I've added clamping of the detail in the heightmap by massaging the mipmapping, and that's giving me a huge speed boost on large textures, since most of my textures are fairly smooth (like medieval brick and such). I'm doing it like this at the moment, and it works fine, but since I'm a shader noob perhaps there's a better way?
// Two helper functions...
float GetMipLevel(sampler2D tex, vec2 uv) {
return textureQueryLOD(tex, uv).y;
}
float GetMipLimit(sampler2D tex, float limit) {
// Get texture size in pixels, presume square texture (!).

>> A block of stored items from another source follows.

//! Postscript and table footer layouts.
//!
//! A stripe file ends with `[table footer][postscript][postscript size byte]`.
//! The trailing size byte locates the postscript, the postscript locates the
//! footer, and the footer describes every stripe in the file.

use bytes::BufMut;

use crate::error::FormatError;
use crate::format::{decode_slice, decode_u64, decode_u8, reject_trailing};

/// Magic bytes identifying a stripe-file postscript.
pub const POSTSCRIPT_MAGIC: [u8; 4] = *b"STRP";

/// Current format version.
pub const FORMAT_VERSION: u8 = 1;

/// Encoded postscript size: magic (4) + version (1) + footer length (8).
pub const POSTSCRIPT_LENGTH: usize = 13;

/// Width of the trailing postscript-size byte.
pub const POSTSCRIPT_SIZE_LENGTH: usize = 1;

/// Encoded size of one stripe metadata entry (4 x u64).
const STRIPE_METADATA_LENGTH: usize = 32;

/// The fixed-format trailer that locates the table footer.
#[derive(Debug, Clone, PartialEq, Eq)]
pub struct Postscript {
    /// Format version the file was written with.
    pub version: u8,
    /// Byte length of the table footer immediately preceding the postscript.
    pub footer_length: u64,
}

impl Postscript {
    /// Encode into the postscript byte layout.
    pub fn encode(&self, buf: &mut Vec<u8>) {
        buf.put_slice(&POSTSCRIPT_MAGIC);
        buf.put_u8(self.version);
        buf.put_u64_le(self.footer_length);
    }

    /// Decode a postscript from exactly its encoded bytes.
    ///
    /// # Errors
    /// - `FormatError::InvalidMagic` if the magic bytes do not match
    /// - `FormatError::UnsupportedVersion` for an unknown version byte
    /// - `FormatError::Corrupt` if the buffer is the wrong size
    pub fn decode(bytes: &[u8]) -> Result<Self, FormatError> {
        let mut cursor = bytes;
        let mut offset = 0u64;

        let magic = decode_slice(&mut cursor, &mut offset, 4)?;
        if magic != POSTSCRIPT_MAGIC {
            let mut found = [0u8; 4];
            found.copy_from_slice(magic);
            return Err(FormatError::InvalidMagic(found));
        }

        let version = decode_u8(&mut cursor, &mut offset)?;
        if version != FORMAT_VERSION {
            return Err(FormatError::UnsupportedVersion(version));
        }

        let footer_length = decode_u64(&mut cursor, &mut offset)?;
        reject_trailing(cursor, "postscript")?;

        Ok(Self {
            version,
            footer_length,
        })
    }
}

/// Location and region sizes of one stripe.
///
/// A stripe occupies four contiguous regions starting at `file_offset`:
/// skip lists, column data, then the stripe footer.
#[derive(Debug, Clone, Copy, PartialEq, Eq)]
pub struct StripeMetadata {
    /// Absolute offset of the stripe's first byte.
    pub file_offset: u64,
    /// Byte length of the skip-list region.
    pub skip_list_length: u64,
    /// Byte length of the column data region.
    pub data_length: u64,
    /// Byte length of the stripe footer.
    pub footer_length: u64,
}

impl StripeMetadata {
    /// Absolute offset of the column data region.
    pub fn data_offset(&self) -> u64 {
        self.file_offset + self.skip_list_length
    }

    /// Absolute offset of the stripe footer.
    pub fn footer_offset(&self) -> u64 {
        self.file_offset + self.skip_list_length + self.data_length
    }

    /// Total byte length of the stripe.
    pub fn total_length(&self) -> u64 {
        self.skip_list_length + self.data_length + self.footer_length
    }
}

/// The table footer: fixed block size plus every stripe's location.
#[derive(Debug, Clone, PartialEq, Eq)]
pub struct TableFooter {
    /// Rows per uncompressed block, fixed for the whole file.
    pub block_row_count: u64,
    /// Stripes in file order.
    pub stripes: Vec<StripeMetadata>,
}

impl TableFooter {
    /// Encode into the footer byte layout.
    pub fn encode(&self, buf: &mut Vec<u8>) {
        buf.put_u64_le(self.block_row_count);
        buf.put_u64_le(self.stripes.len() as u64);
        for stripe in &self.stripes {
            buf.put_u64_le(stripe.file_offset);
            buf.put_u64_le(stripe.skip_list_length);
            buf.put_u64_le(stripe.data_length);
            buf.put_u64_le(stripe.footer_length);
        }
    }

    /// Decode a footer from exactly its encoded bytes.
    ///
    /// # Errors
    /// `FormatError::Corrupt` if the buffer is truncated, oversized, declares
    /// a zero block row count, or declares more stripes than it contains.
    pub fn decode(bytes: &[u8]) -> Result<Self, FormatError> {
        let mut cursor = bytes;
        let mut offset = 0u64;

        let block_row_count = decode_u64(&mut cursor, &mut offset)?;
        if block_row_count == 0 {
            return Err(FormatError::Corrupt(
                "footer declares a zero block row count".to_string(),
            ));
        }

        let stripe_count = decode_u64(&mut cursor, &mut offset)?;
        let declared = (stripe_count as usize)
            .checked_mul(STRIPE_METADATA_LENGTH)
            .filter(|needed| *needed <= cursor.len());
        if declared.is_none() {
            return Err(FormatError::Corrupt(format!(
                "footer declares {} stripes but holds {} bytes of stripe metadata",
                stripe_count,
                cursor.len()
            )));
        }

        let mut stripes = Vec::with_capacity(stripe_count as usize);
        for _ in 0..stripe_count {
            let file_offset = decode_u64(&mut cursor, &mut offset)?;
            let skip_list_length = decode_u64(&mut cursor, &mut offset)?;
            let data_length = decode_u64(&mut cursor, &mut offset)?;
            let footer_length = decode_u64(&mut cursor, &mut offset)?;
            stripes.push(StripeMetadata {
                file_offset,
                skip_list_length,
                data_length,
                footer_length,
            });
        }
        reject_trailing(cursor, "table footer")?;

        Ok(Self {
            block_row_count,
            stripes,
        })
    }
}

float size = textureSize(tex, 0).x;
// Convert to power-of-two to get number of mipmaps.
size = log2(size);
// mipmap 0 = nearest and largest sized texture. Get the
// smallest required mip-offset to avoid large textures.
if (limit < size) {
return size - limit;
} else {
return size;
}
}
// Then inside the parallax function, but outside the loop...
// Limit heightmap detail.
float mipLimit = GetMipLimit(tex, 7);
float mipLevel = GetMipLevel(tex, uv);
float mipLod = max(mipLevel, mipLimit);
// And sample inside the loop...
textureLod(tex, uv, mipLod);
Yeah, the hierarchical traversal doesn't seem to be worth it in practice, shame really. Maybe worth it for soft shadows, the QDM paper seems to have an interesting approximation for shadowing.
Another interesting thing I read was in the Cone Step Mapping paper, where he ditches the normals and instead uses vertical/horizontal derivatives, that allows him to trivially scale the normals alongside the height. Generating the derivative textures could also be crazy fast I think... perhaps even worth doing that at load/async and shipping only with a heightmap. Seems kinda neat, but I'm not sure how much you buy with that.
Thanks for the tips, I'll remember the BC4 unorm thing.